Diário de Notícias - 11 Out 06

Utentes vão pagar o dobro em taxas

Rute Araújo

 

O Ministério da Saúde vai quase duplicar as receitas provenientes das taxas moderadoras cobradas aos utentes no próximo ano, o que será feito através da criação das taxas de utilização - valores que passarão a ser cobrados para internamentos e cirurgias de ambulatório. Contas feitas, Correia de Campos quer arrecadar 16 milhões de euros.

"A criação de taxas de utilização vai permitir atingir, juntamente com as taxas moderadoras, 0,9% do orçamento [da Saúde]" de 2007, afirmou ontem o ministro Correia de Campos, durante o debate sobre o Orçamento de Estado na Comissão de Finanças da Assembleia da República, quando explicava aos deputados as dificuldades de fazer crescer as receitas do Serviço Nacional de Saúde (SNS)

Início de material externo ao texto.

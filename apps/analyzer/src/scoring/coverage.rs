use serde::{Deserialize, Serialize};

use crate::keywords::COVERAGE_SECTIONS;

/// Points available per essential section.
const SECTION_POINTS: f64 = 25.0;

#[derive(Debug, Clone, PartialEq, Serialize, Deserialize)]
pub struct SectionPresence {
    pub section: String,
    pub score: f64,
    pub keywords_found: usize,
}

/// Vocabulary coverage of the four essential sections, 0 – 100.
/// Informational only; it does not feed the ATS score.
#[derive(Debug, Clone, Default, PartialEq, Serialize, Deserialize)]
pub struct CoverageReport {
    pub score: f64,
    pub sections: Vec<SectionPresence>,
    pub missing_sections: Vec<String>,
}

pub fn compute_section_coverage(text: &str) -> CoverageReport {
    let lower = text.to_lowercase();
    let mut sections = Vec::new();
    let mut missing_sections = Vec::new();
    let mut total = 0.0;

    for (section, keywords) in COVERAGE_SECTIONS {
        let found = keywords.iter().filter(|k| lower.contains(*k)).count();
        let score = (found as f64 / keywords.len() as f64 * SECTION_POINTS).min(SECTION_POINTS);

        if found == 0 {
            missing_sections.push(section.to_string());
        }

        total += score;
        sections.push(SectionPresence {
            section: section.to_string(),
            score,
            keywords_found: found,
        });
    }

    CoverageReport {
        score: total,
        sections,
        missing_sections,
    }
}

Hoje, as taxas moderadoras representam 0,5% das receitas do SNS, revertendo em cerca de oito milhões de euros. Um aumento desta percentagem para 0,9% permite ao Estado recolher perto de 16 milhões, o que representa o dobro das verbas actuais. Recorde-se que, há algumas semanas, Correia de Campos admitia que, para alguns dos serviços hoje livres de taxas, os doentes passariam a ter de pagar verbas de utilização.

Excluídos do pagamento das actuais taxas moderadoras estão os utentes de baixos rendimentos, os pensionistas, doentes crónicos, grávidas, crianças, etc. Mas, de acordo com os planos do Governo, as isenções às taxas moderadoras seguiriam estes moldes, mas também outros critérios. Os internamentos prolongados, por exemplo, também ficariam livres de taxas.

À saída da comissão, Correia de Campos remeteu quaisquer esclarecimentos sobre o assunto para a entrevista que vai dar a uma estação de televisão na quinta-feira.

As contas de 2006

De acordo com os dados apresentados pelo Governo, relativos às contas de Agosto - já fechadas -, o SNS regista um lucro de 336,2 milhões de euros, mas prevê-se que, no final do ano, desça para 35 milhões. O saldo positivo é explicado pelo secretário de Estado Francisco Ramos pelas dotações orçamentais mais "equilibradas", que representaram mais 25% em relação ao ano anterior, mas também pela contenção da despesa. Cortes no preço dos medicamentos e nas comparticipações e contenção do crescimento dos fármacos vendidos nas farmácias - que deverão crescer 0,9% em relação a 2006 - são algumas das explicações para os números apresentados. No caso dos gastos com medicamentos hospitalares, o secretário de Estado admitiu que a situação é diferente, até porque continua a não haver números fiáveis dos consumos.

Da oposição, surgiram críticas em relação às políticas seguidas de encerramento de serviços. "É preciso contar gorduras no SNS já há muito tempo, mas o que estão a cortar não é gordura mas músculo", afirmou Bernardino Soares, do PCP, enquanto João Semedo, do Bloco de Esquerda, disse temer "já estarmos no osso". O social-democrata Carlos Miranda acusou Correia de Campos de estar "refém do orçamento" e de avançar com medidas precipitadas para conter despesas.